The production and consumption of natural Andean and Amazonian ancestral products in Peru is threatened by the “biopiracy” of foreign companies who have filed over 11,690 patents for the domestic produce of the region, effectively poaching the natural heritage of the country. The resources are said to be rich in nutrients and vitamins and range from those with anti-aging properties to those that act as natural aphrodisiacs.
Small farmers could be among those worst affected if foreign companies obtain the patents. “Campesinos have been guardians of seeds and diversity generation after generation, from our ancestors to our fathers we have inherited the seeds,” said Director of the National Association of Ecological Products of Peru Moises Quispe.
“We campesinos are very conscious about it. These seeds are part of our lives, and if there’s a new owner who patents them for their own economic interests, it’s a very worrying situation.”
Peru has 4,400 species of native plants with various uses, including 1,200 which have medicinal properties. The products that have the highest number of patents filed are Tara with 3,989, Yacon with 3,211, Maca with 1,406, Cat’s Claw with 843, Cascarilla with 648 and Purple Corn with 294, among 23 others. The data was collected by the state-run National Commission Against Biopiracy, but they only monitor 35 of the 4,400 species facing this threat.
There are other signs that Peruvian government efforts to prevent biopiracy are lacking. The commission is staffed by only two technicians and remains the only state agency working on the issue.
While the phone number listed on their official website connects to the commission, the e-mail address is not in service. At the time this article was published, the agency was unable to offer a response as to which companies are trying to patent the resources, although a number of reports claim a significant portion of the companies are from China.
In contrast, Ecuador’s Secretary of Higher Education, Science, Technology and Innovation has recently published and updated a study which ranks the nationalities of companies attempting to patent their natural resources. The table is led by the United States and closely followed by Germany. Other countries on the list include Australia, Belgium, Israel, Netherlands and South Korea. One of the most notorious companies attempting to patent Ecuador’s natural resources is the Swiss-based transnational Syngenta, which invests heavily in political campaigns and lobbies politicians in the United States.
WATCH: Peru’s Ancestral Products in Danger of Biopiracy
Patents of existing products in Peru are only supposed to be allowed if there’s significant investment in research that results in innovation. However, a document produced by the Peruvian National Commission Against Biopiracy states that they have “observed that a considerable number of requests for patents filed and authorized do not satisfy the prerequisites for novelty and innovation.”
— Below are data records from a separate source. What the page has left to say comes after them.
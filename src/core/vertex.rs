use bytemuck::{Pod, Zeroable};

const OFFSET_LIGHT: u32 = 0;
const OFFSET_AO: u32 = 8;
const OFFSET_NORMAL: u32 = 10;
const OFFSET_MATERIAL: u32 = 13;

/// Mesh vertex: chunk-local position plus a packed data word.
///
/// Data layout: bits 0-7 light (sky low nibble, block high nibble),
/// bits 8-9 ambient occlusion, bits 10-12 face normal index,
/// bits 13-20 material id.
#[repr(C)]
#[derive(Copy, Clone, Debug, PartialEq, Pod, Zeroable)]
pub struct Vertex {
    pub position: [f32; 3],
    pub data: u32,
}

impl Vertex {
    pub fn new(position: [f32; 3], light: u8, ao: u8, normal: u8, material_id: u8) -> Self {
        let data = (light as u32) << OFFSET_LIGHT
            | ((ao as u32) & 0b11) << OFFSET_AO
            | ((normal as u32) & 0b111) << OFFSET_NORMAL
            | (material_id as u32) << OFFSET_MATERIAL;
        Vertex { position, data }
    }

    pub fn light(&self) -> u8 {
        (self.data >> OFFSET_LIGHT) as u8
    }

    pub fn sky_light(&self) -> u8 {
        self.light() & 0x0F
    }

    pub fn block_light(&self) -> u8 {
        self.light() >> 4
    }

    pub fn ao(&self) -> u8 {
        ((self.data >> OFFSET_AO) & 0b11) as u8
    }

    pub fn normal_index(&self) -> u8 {
        ((self.data >> OFFSET_NORMAL) & 0b111) as u8
    }

    pub fn material_id(&self) -> u8 {
        (self.data >> OFFSET_MATERIAL) as u8
    }
}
“They incorporate genetic resources and traditional knowledge that has been obtained in an illegal, irregular or questionable manner, to say the least,” it adds.
According to Alan Fairlie, a Peruvian Representative in the Andean Parliament that also features representatives from Bolivia, Chile, Colombia and Ecuador, a lack of protection for ancestral seeds could affect farmers and local consumers and this is partly the fault of free trade agreements that have been created to exclusively serve the interests of big business.
“In free trade agreements, the aspect of intellectual patents for medicines, software, brands and authorship has been prioritized, but there isn’t a counterpart for respecting the biodiversity of the Cartagena Protocols that the Andean community put forth to defend traditional knowledge.”
“If what we do is facilitate patents of plants that comply to free trade agreements that we have accepted and signed, with nothing that develops, we have made ourselves vulnerable,” he adds.
Regarding how this may affect Peruvians, Moises Quispe argues that “having to buy seeds would impoverish campesinos more” as it would likely result in them becoming dependent on the companies for the seeds. “It could turn campesinos into buyers of seeds. That’s what is coming, and it would be the large companies that become rich with our resources.”
Indeed, the case of Maca seems to confirm Quispe’s argument. Last year there was a series of new reports about Chinese merchants traveling to Junín in the Southern Andes region of Peru to illegally purchase and extract live seeds from the area. Quispe claims the campesinos sold the seeds out of necessity and under the promise of yearly sales. However, the merchants have not returned, and Maca has started being produced in China. The price of a kilo of the product dropped from US$50 to US$3.50, making it a far less profitable crop for small Peruvian farmers.